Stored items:
== Segment start ==

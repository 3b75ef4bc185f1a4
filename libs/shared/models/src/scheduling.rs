// libs/shared/models/src/scheduling.rs
use std::fmt;

use chrono::{DateTime, Duration, NaiveDate, Utc};
use serde::{Deserialize, Serialize};
use uuid::Uuid;

use crate::time::{effective_end_minutes, LocalTimeOfDay};

// ==============================================================================
// PROFESSIONAL SCHEDULE RECORDS
// ==============================================================================

/// Recurring weekly availability window.
#[derive(Debug, Clone, PartialEq, Eq, Serialize, Deserialize)]
pub struct WeeklyRule {
    pub id: Uuid,
    pub professional_id: Uuid,
    pub weekday: u8, // 0 = Sunday, 1 = Monday, etc.
    pub start_time: LocalTimeOfDay,
    pub end_time: LocalTimeOfDay,
}

impl WeeklyRule {
    pub fn effective_end_minutes(&self) -> u16 {
        effective_end_minutes(self.end_time)
    }
}

/// Availability for one specific date. Any override on a date replaces every weekly
/// rule for that date.
#[derive(Debug, Clone, PartialEq, Eq, Serialize, Deserialize)]
pub struct DateOverride {
    pub id: Uuid,
    pub professional_id: Uuid,
    pub for_date: NaiveDate,
    pub start_time: LocalTimeOfDay,
    pub end_time: LocalTimeOfDay,
    pub is_available: bool,
}

impl DateOverride {
    pub fn effective_end_minutes(&self) -> u16 {
        effective_end_minutes(self.end_time)
    }
}

/// Absolute-time range in which the professional cannot be booked (vacations,
/// personal blocks).
#[derive(Debug, Clone, PartialEq, Eq, Serialize, Deserialize)]
pub struct BlockedInterval {
    pub id: Uuid,
    pub professional_id: Uuid,
    pub starts_at: DateTime<Utc>,
    pub ends_at: DateTime<Utc>,
    pub reason: Option<String>,
}

impl BlockedInterval {
    /// Half-open overlap test against `[start, end)`.
    pub fn overlaps(&self, start: DateTime<Utc>, end: DateTime<Utc>) -> bool {
        start < self.ends_at && self.starts_at < end
    }
}

// ==============================================================================
// APPOINTMENTS
// ==============================================================================

#[derive(Debug, Clone, Copy, PartialEq, Eq, Hash, Serialize, Deserialize)]
#[serde(rename_all = "snake_case")]
pub enum AppointmentStatus {
    PendingConfirmation,
    Confirmed,
    Completed,
    Cancelled,
}

impl AppointmentStatus {
    /// Appointments that still hold their slot.
    pub fn is_active(&self) -> bool {
        matches!(self, AppointmentStatus::PendingConfirmation | AppointmentStatus::Confirmed)
    }

    pub fn as_str(&self) -> &'static str {
        match self {
            AppointmentStatus::PendingConfirmation => "pending_confirmation",
            AppointmentStatus::Confirmed => "confirmed",
            AppointmentStatus::Completed => "completed",
            AppointmentStatus::Cancelled => "cancelled",
        }
    }
}

impl fmt::Display for AppointmentStatus {
    fn fmt(&self, f: &mut fmt::Formatter<'_>) -> fmt::Result {
        f.write_str(self.as_str())
    }
}

#[derive(Debug, Clone, PartialEq, Eq, Serialize, Deserialize)]
pub struct Appointment {
    pub id: Uuid,
    pub professional_id: Uuid,
    pub patient_id: Uuid,
    pub scheduled_at: DateTime<Utc>,
    pub duration_minutes: u32,
    pub status: AppointmentStatus,
    pub created_at: DateTime<Utc>,
    pub updated_at: DateTime<Utc>,
}

impl Appointment {
    pub fn ends_at(&self) -> DateTime<Utc> {
        self.scheduled_at + Duration::minutes(self.duration_minutes as i64)
    }
}

// ==============================================================================
// SURVEYS AND SUBSCRIPTIONS
// ==============================================================================

/// Patient rating of a finished session. At most one per appointment.
#[derive(Debug, Clone, PartialEq, Eq, Serialize, Deserialize)]
pub struct Survey {
    pub id: Uuid,
    pub appointment_id: Uuid,
    pub patient_id: Uuid,
    pub rating: u8,
    pub comment: Option<String>,
    pub created_at: DateTime<Utc>,
}

/// A professional's monthly plan.
#[derive(Debug, Clone, PartialEq, Eq, Serialize, Deserialize)]
pub struct PlanSubscription {
    pub professional_id: Uuid,
    pub expires_at: DateTime<Utc>,
    pub updated_at: DateTime<Utc>,
}
// libs/availability-cell/src/services/horizon.rs

use chrono::{Duration, NaiveDate};

use shared_models::SchedulingError;

/// Bounds the calendar dates that can be queried or booked: `today..=today + days`
/// in the clinic's local calendar.
#[derive(Debug, Clone, Copy, PartialEq, Eq)]
pub struct DateHorizonPolicy {
    days: u32,
}

impl DateHorizonPolicy {
    pub fn new(days: u32) -> Self {
        Self { days }
    }

    pub fn last_date(&self, today: NaiveDate) -> NaiveDate {
        today + Duration::days(self.days as i64)
    }

    pub fn contains(&self, today: NaiveDate, date: NaiveDate) -> bool {
        today <= date && date <= self.last_date(today)
    }

    /// Every date inside the horizon, in order.
    pub fn dates(&self, today: NaiveDate) -> Vec<NaiveDate> {
        today.iter_days().take(self.days as usize + 1).collect()
    }

    pub fn ensure_contains(&self, today: NaiveDate, date: NaiveDate) -> Result<(), SchedulingError> {
        if self.contains(today, date) {
            Ok(())
        } else {
            Err(SchedulingError::OutOfHorizon { date })
        }
    }
}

== Segment end ==

Please return all of the entries above, exactly and completely.

repository 3b75ef4bc185f1a4
filename libs/shared/models/src/scheduling.rs
// libs/shared/models/src/scheduling.rs
use std::fmt;

use chrono::{DateTime, Duration, NaiveDate, Utc};
use serde::{Deserialize, Serialize};
use uuid::Uuid;

use crate::time::{effective_end_minutes, LocalTimeOfDay};

// ==============================================================================
// PROFESSIONAL SCHEDULE RECORDS
// ==============================================================================

/// Recurring weekly availability window.
#[derive(Debug, Clone, PartialEq, Eq, Serialize, Deserialize)]
pub struct WeeklyRule {
    pub id: Uuid,
    pub professional_id: Uuid,
    pub weekday: u8, // 0 = Sunday, 1 = Monday, etc.
    pub start_time: LocalTimeOfDay,
    pub end_time: LocalTimeOfDay,
}

impl WeeklyRule {
    pub fn effective_end_minutes(&self) -> u16 {
        effective_end_minutes(self.end_time)
    }
}

/// Availability for one specific date. Any override on a date replaces every weekly
/// rule for that date.
#[derive(Debug, Clone, PartialEq, Eq, Serialize, Deserialize)]
pub struct DateOverride {
    pub id: Uuid,
    pub professional_id: Uuid,
    pub for_date: NaiveDate,
    pub start_time: LocalTimeOfDay,
    pub end_time: LocalTimeOfDay,
    pub is_available: bool,
}

impl DateOverride {
    pub fn effective_end_minutes(&self) -> u16 {
        effective_end_minutes(self.end_time)
    }
}

/// Absolute-time range in which the professional cannot be booked (vacations,
/// personal blocks).
#[derive(Debug, Clone, PartialEq, Eq, Serialize, Deserialize)]
pub struct BlockedInterval {
    pub id: Uuid,
    pub professional_id: Uuid,
    pub starts_at: DateTime<Utc>,
    pub ends_at: DateTime<Utc>,
    pub reason: Option<String>,
}

impl BlockedInterval {
    /// Half-open overlap test against `[start, end)`.
    pub fn overlaps(&self, start: DateTime<Utc>, end: DateTime<Utc>) -> bool {
        start < self.ends_at && self.starts_at < end
    }
}

// ==============================================================================
// APPOINTMENTS
// ==============================================================================

#[derive(Debug, Clone, Copy, PartialEq, Eq, Hash, Serialize, Deserialize)]
#[serde(rename_all = "snake_case")]
pub enum AppointmentStatus {
    PendingConfirmation,
    Confirmed,
    Completed,
    Cancelled,
}

impl AppointmentStatus {
    /// Appointments that still hold their slot.
    pub fn is_active(&self) -> bool {
        matches!(self, AppointmentStatus::PendingConfirmation | AppointmentStatus::Confirmed)
    }

    pub fn as_str(&self) -> &'static str {
        match self {
            AppointmentStatus::PendingConfirmation => "pending_confirmation",
            AppointmentStatus::Confirmed => "confirmed",
            AppointmentStatus::Completed => "completed",
            AppointmentStatus::Cancelled => "cancelled",
        }
    }
}

impl fmt::Display for AppointmentStatus {
    fn fmt(&self, f: &mut fmt::Formatter<'_>) -> fmt::Result {
        f.write_str(self.as_str())
    }
}

#[derive(Debug, Clone, PartialEq, Eq, Serialize, Deserialize)]
pub struct Appointment {
    pub id: Uuid,
    pub professional_id: Uuid,
    pub patient_id: Uuid,
    pub scheduled_at: DateTime<Utc>,
    pub duration_minutes: u32,
    pub status: AppointmentStatus,
    pub created_at: DateTime<Utc>,
    pub updated_at: DateTime<Utc>,
}

impl Appointment {
    pub fn ends_at(&self) -> DateTime<Utc> {
        self.scheduled_at + Duration::minutes(self.duration_minutes as i64)
    }
}

// ==============================================================================
// SURVEYS AND SUBSCRIPTIONS
// ==============================================================================

/// Patient rating of a finished session. At most one per appointment.
#[derive(Debug, Clone, PartialEq, Eq, Serialize, Deserialize)]
pub struct Survey {
    pub id: Uuid,
    pub appointment_id: Uuid,
    pub patient_id: Uuid,
    pub rating: u8,
    pub comment: Option<String>,
    pub created_at: DateTime<Utc>,
}

/// A professional's monthly plan.
#[derive(Debug, Clone, PartialEq, Eq, Serialize, Deserialize)]
pub struct PlanSubscription {
    pub professional_id: Uuid,
    pub expires_at: DateTime<Utc>,
    pub updated_at: DateTime<Utc>,
}
// libs/availability-cell/src/services/horizon.rs

use chrono::{Duration, NaiveDate};

use shared_models::SchedulingError;

/// Bounds the calendar dates that can be queried or booked: `today..=today + days`
/// in the clinic's local calendar.
#[derive(Debug, Clone, Copy, PartialEq, Eq)]
pub struct DateHorizonPolicy {
    days: u32,
}

impl DateHorizonPolicy {
    pub fn new(days: u32) -> Self {
        Self { days }
    }

    pub fn last_date(&self, today: NaiveDate) -> NaiveDate {
        today + Duration::days(self.days as i64)
    }

    pub fn contains(&self, today: NaiveDate, date: NaiveDate) -> bool {
        today <= date && date <= self.last_date(today)
    }

    /// Every date inside the horizon, in order.
    pub fn dates(&self, today: NaiveDate) -> Vec<NaiveDate> {
        today.iter_days().take(self.days as usize + 1).collect()
    }

    pub fn ensure_contains(&self, today: NaiveDate, date: NaiveDate) -> Result<(), SchedulingError> {
        if self.contains(today, date) {
            Ok(())
        } else {
            Err(SchedulingError::OutOfHorizon { date })
        }
    }
}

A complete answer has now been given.